Le Système National des Aires de Conservation (SINAC) du Costa Rica a émis une alerte officielle après avoir recensé 408 personnes ayant pénétré illégalement dans diverses zones naturelles protégées durant les dernières semaines de décembre et la première quinzaine de janvier.
Selon le rapport institutionnel, le Parc National du Volcan Irazú arrive en tête avec 200 cas enregistrés. D’autres sites présentant une forte incidence d’entrées par des routes interdites incluent les volcans Poás, Turrialba et le Parc National de l’Île San Lucas.
Risques Opérationnels et Juridiques
Les autorités ont indiqué que ces incursions—souvent promues sur les réseaux sociaux—exposent les visiteurs à de véritables dangers comme des glissements de terrain, des émissions de gaz volcaniques et des attaques d’animaux sauvages dans des zones non surveillées. Le personnel de secours prévient également que l’assistance en situation d’urgence sur ces routes « clandestines » est extrêmement complexe en raison de la difficulté d’accès.

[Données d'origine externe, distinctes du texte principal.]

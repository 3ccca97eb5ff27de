use serde::{Deserialize, Serialize};
use std::collections::HashMap;

#[derive(Debug, Clone, Copy, PartialEq, Eq, Serialize, Deserialize)]
#[serde(rename_all = "snake_case")]
pub enum SummaryKind {
    Work,
    Reflection,
    Mixed,
}

impl SummaryKind {
    pub fn as_str(&self) -> &'static str {
        match self {
            SummaryKind::Work => "work",
            SummaryKind::Reflection => "reflection",
            SummaryKind::Mixed => "mixed",
        }
    }
}

impl std::str::FromStr for SummaryKind {
    type Err = ();

    fn from_str(s: &str) -> Result<Self, Self::Err> {
        match s {
            "work" => Ok(SummaryKind::Work),
            "reflection" => Ok(SummaryKind::Reflection),
            "mixed" => Ok(SummaryKind::Mixed),
            _ => Err(()),
        }
    }
}

#[derive(Debug, Clone, Serialize, Deserialize)]
pub struct Summary {
    pub id: i64,
    pub text: String,
    pub start_message_id: i64,
    pub end_message_id: i64,
    pub channels: Vec<String>,
    pub kind: SummaryKind,
    pub created_at: String,
}

/// Either a prompt ready for the caller to execute, or the reason none was
/// produced. `summarize_request` never calls an LLM itself.
#[derive(Debug, Clone, Serialize, Deserialize)]
#[serde(tag = "status", rename_all = "snake_case")]
pub enum SummaryRequest {
    Ready {
        prompt: String,
        message_range: (i64, i64),
        channels: Vec<String>,
    },
    NoMessages,
    InsufficientMessages { found: i64, min_batch: i64 },
}

#[derive(Debug, Clone, Default, Serialize, Deserialize)]
pub struct Stats {
    pub count_by_kind: HashMap<String, i64>,
    pub oldest: Option<String>,
    pub newest: Option<String>,
}
use anamnesis_core::{ApiError, ErrorKind};
use thiserror::Error;

#[derive(Debug, Error)]
pub enum TextureError {
    #[error("graph backend error: {0}")]
    Backend(#[from] surrealdb::Error),

    #[error("entity {uuid} not found")]
    EntityNotFound { uuid: String },

    #[error("edge {uuid} not found")]
    EdgeNotFound { uuid: String },

    #[error("invalid edge: {0}")]
    InvalidEdge(String),
}

impl From<TextureError> for ApiError {
    fn from(err: TextureError) -> Self {
        match err {
            TextureError::EntityNotFound { uuid } => {
                ApiError::new(ErrorKind::NotFound, format!("entity {uuid} not found"))
            }
            TextureError::EdgeNotFound { uuid } => {
                ApiError::new(ErrorKind::NotFound, format!("edge {uuid} not found"))
            }
            TextureError::InvalidEdge(msg) => ApiError::new(ErrorKind::InputShape, msg),
            TextureError::Backend(e) => {
                ApiError::new(ErrorKind::DependencyDown, format!("graph backend error: {e}"))
            }
        }
    }
}

pub type Result<T> = std::result::Result<T, TextureError>;
use serde::{Deserialize, Serialize};

/// Per-layer probe result. `detail` carries the probe's own error message
/// on failure, or a short description of what was checked on success.
#[derive(Debug, Clone, Serialize, Deserialize)]
pub struct LayerHealth {
    pub ok: bool,
    pub detail: String,
    pub last_op_ms: f64,
}

impl LayerHealth {
    pub fn ok(detail: impl Into<String>, last_op_ms: f64) -> Self {
        Self {
            ok: true,
            detail: detail.into(),
            last_op_ms,
        }
    }

    pub fn down(detail: impl Into<String>, last_op_ms: f64) -> Self {
        Self {
            ok: false,
            detail: detail.into(),
            last_op_ms,
        }
    }
}

#[derive(Debug, Clone, Serialize, Deserialize)]
pub struct SystemHealth {
    pub ok: bool,
    pub capture: LayerHealth,
    pub anchors: LayerHealth,
    pub texture: LayerHealth,
    pub crystals: LayerHealth,
    pub inventory: LayerHealth,
}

Sur le plan juridique, les personnes interceptées dans ces zones peuvent faire l’objet de poursuites pour désobéissance à l’autorité. De plus, le SINAC cherche à imposer des sanctions plus sévères aux guides informels qui organisent ces circuits, avec des amendes pouvant dépasser 2,3 millions de colones.
Impact Environnemental
Au-delà de la sécurité humaine, l’entrée illégale accélère la dégradation des sentiers naturels, la pollution par les déchets et la perturbation d’écosystèmes fragiles. Le SINAC appelle la population à n’utiliser que les accès officiels et à acheter leurs entrées via la plateforme autorisée afin de garantir une visite sûre et durable.